▸ **WHAT YOU NEED TO DO**
Identify all lines of the data containing the string "Some" and copy them.

Stored data entries:

■ ■ ■ ■ ■ ■ ■

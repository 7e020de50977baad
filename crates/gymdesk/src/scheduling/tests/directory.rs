use super::common::*;

use crate::scheduling::domain::{ServiceId, TrainerId, VenueId};

fn seed_three_bookings(store: &std::sync::Arc<crate::scheduling::store::InMemoryEntityStore>) {
    let service = booking(store);
    service
        .create(draft(d(2025, 6, 2), t(10, 0), t(11, 0)), &member(2))
        .unwrap();
    service
        .create(draft(d(2025, 6, 2), t(11, 0), t(12, 0)), &member(3))
        .unwrap();
    service
        .create(draft(d(2025, 6, 3), t(9, 0), t(10, 0)), &member(2))
        .unwrap();
}

#[test]
fn admin_listing_covers_everyone_newest_date_first() {
    let store = seeded_store();
    seed_three_bookings(&store);

    let views = directory(&store).appointments_for(&admin()).unwrap();
    assert_eq!(views.len(), 3);
    assert_eq!(views[0].date, "2025-06-03");
    assert_eq!(views[1].date, "2025-06-02");
    assert_eq!(views[1].start, "10:00");
    assert_eq!(views[2].start, "11:00");
}

#[test]
fn member_listing_is_scoped_to_their_own_bookings() {
    let store = seeded_store();
    seed_three_bookings(&store);

    let views = directory(&store).appointments_for(&member(2)).unwrap();
    assert_eq!(views.len(), 2);
    assert!(views
        .iter()
        .all(|view| view.member_name.as_deref() == Some("Deniz Kaya")));
}

#[test]
fn listing_rows_resolve_display_names() {
    let store = seeded_store();
    seed_three_bookings(&store);

    let views = directory(&store).appointments_for(&admin()).unwrap();
    let row = &views[1];
    assert_eq!(row.trainer_name.as_deref(), Some("Aylin Demir"));
    assert_eq!(row.service_name.as_deref(), Some("Personal Training"));
    assert_eq!(row.venue_name.as_deref(), Some("Downtown"));
    assert_eq!(row.fee, 400);
    assert_eq!(row.version, 1);
}

#[test]
fn date_listing_filters_and_orders_by_start() {
    let store = seeded_store();
    seed_three_bookings(&store);

    let views = directory(&store)
        .appointments_on(d(2025, 6, 2), &admin())
        .unwrap();
    assert_eq!(views.len(), 2);
    assert_eq!(views[0].start, "10:00");
    assert_eq!(views[1].start, "11:00");

    let own = directory(&store)
        .appointments_on(d(2025, 6, 2), &member(3))
        .unwrap();
    assert_eq!(own.len(), 1);
    assert_eq!(own[0].start, "11:00");
}

#[test]
fn pending_queue_lists_unapproved_oldest_first() {
    let store = seeded_store();
    seed_three_bookings(&store);

    let dir = directory(&store);
    let pending = dir.pending_appointments().unwrap();
    assert_eq!(pending.len(), 3);
    assert_eq!(pending[0].date, "2025-06-02");
    assert_eq!(pending[2].date, "2025-06-03");

    // Approve one and it leaves the queue.
    let approvals =
        crate::scheduling::approval::ApprovalService::new(store.clone());
    approvals
        .approve(crate::scheduling::domain::AppointmentId(pending[0].id), &admin())
        .unwrap();
    assert_eq!(dir.pending_appointments().unwrap().len(), 2);
}

#[test]
fn trainer_selection_yields_their_venue_and_its_services() {
    let store = seeded_store();
    let options = directory(&store).options_by_trainer(TrainerId(1)).unwrap();

    assert_eq!(options.venues.len(), 1);
    assert_eq!(options.venues[0].name, "Downtown");
    assert_eq!(options.trainers.len(), 1);
    assert_eq!(options.trainers[0].name, "Aylin Demir");

    let service_names: Vec<&str> = options
        .services
        .iter()
        .map(|option| option.name.as_str())
        .collect();
    assert_eq!(service_names, vec!["Personal Training", "Pilates"]);
}

#[test]
fn venue_selection_yields_its_trainers_and_services_sorted() {
    let store = seeded_store();
    let options = directory(&store).options_by_venue(VenueId(1)).unwrap();

    let trainer_names: Vec<&str> = options
        .trainers
        .iter()
        .map(|option| option.name.as_str())
        .collect();
    assert_eq!(trainer_names, vec!["Aylin Demir", "Burak Sahin"]);
    assert_eq!(options.services.len(), 2);
}

#[test]
fn unknown_selections_yield_empty_option_sets() {
    let store = seeded_store();
    let dir = directory(&store);

    let by_trainer = dir.options_by_trainer(TrainerId(99)).unwrap();
    assert!(by_trainer.venues.is_empty());
    assert!(by_trainer.trainers.is_empty());
    assert!(by_trainer.services.is_empty());

    let by_venue = dir.options_by_venue(VenueId(99)).unwrap();
    assert!(by_venue.venues.is_empty());
    assert!(by_venue.trainers.is_empty());
    assert!(by_venue.services.is_empty());
}

#[test]
fn available_trainer_rows_carry_their_venue() {
    let store = seeded_store();
    booking(&store)
        .create(draft(d(2025, 6, 2), t(10, 0), t(11, 0)), &member(2))
        .unwrap();

    let rows = directory(&store)
        .available_trainers(d(2025, 6, 2), t(10, 0), t(11, 0))
        .unwrap();
    assert_eq!(rows.len(), 2);
    assert_eq!(rows[0].name, "Burak Sahin");
    assert_eq!(rows[0].venue_name.as_deref(), Some("Downtown"));
    assert_eq!(rows[1].name, "Cem Yildiz");
    assert_eq!(rows[1].venue_name.as_deref(), Some("Riverside"));
    assert_eq!(rows[1].avail_start, "10:00");
}

#[test]
fn deleted_lookup_targets_render_as_missing_names() {
    let store = seeded_store();
    // An appointment referencing entities the store no longer knows.
    use crate::scheduling::store::EntityStore as _;
    store
        .insert_appointment(crate::scheduling::domain::Appointment {
            member_id: crate::scheduling::domain::MemberId(2),
            trainer_id: TrainerId(42),
            service_id: ServiceId(42),
            venue_id: VenueId(42),
            date: d(2025, 6, 2),
            start: t(10, 0),
            end: t(11, 0),
            fee: 400,
            approved: false,
            note: None,
            created_at: chrono::Utc::now(),
        })
        .unwrap();

    let views = directory(&store).appointments_for(&admin()).unwrap();
    assert_eq!(views.len(), 1);
    assert_eq!(views[0].member_name.as_deref(), Some("Deniz Kaya"));
    assert!(views[0].trainer_name.is_none());
    assert!(views[0].service_name.is_none());
    assert!(views[0].venue_name.is_none());
}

■ ■ ■ ■ ■ ■ ■

▸ **ANSWER BOX**
        .all(|view| view.member_name.as_deref() == Some("Deniz Kaya")));
    assert_eq!(row.trainer_name.as_deref(), Some("Aylin Demir"));
    assert_eq!(row.service_name.as_deref(), Some("Personal Training"));
    assert_eq!(row.venue_name.as_deref(), Some("Downtown"));
    assert_eq!(rows[0].venue_name.as_deref(), Some("Downtown"));
    assert_eq!(rows[1].venue_name.as_deref(), Some("Riverside"));
    assert_eq!(views[0].member_name.as_deref(), Some("Deniz Kaya"));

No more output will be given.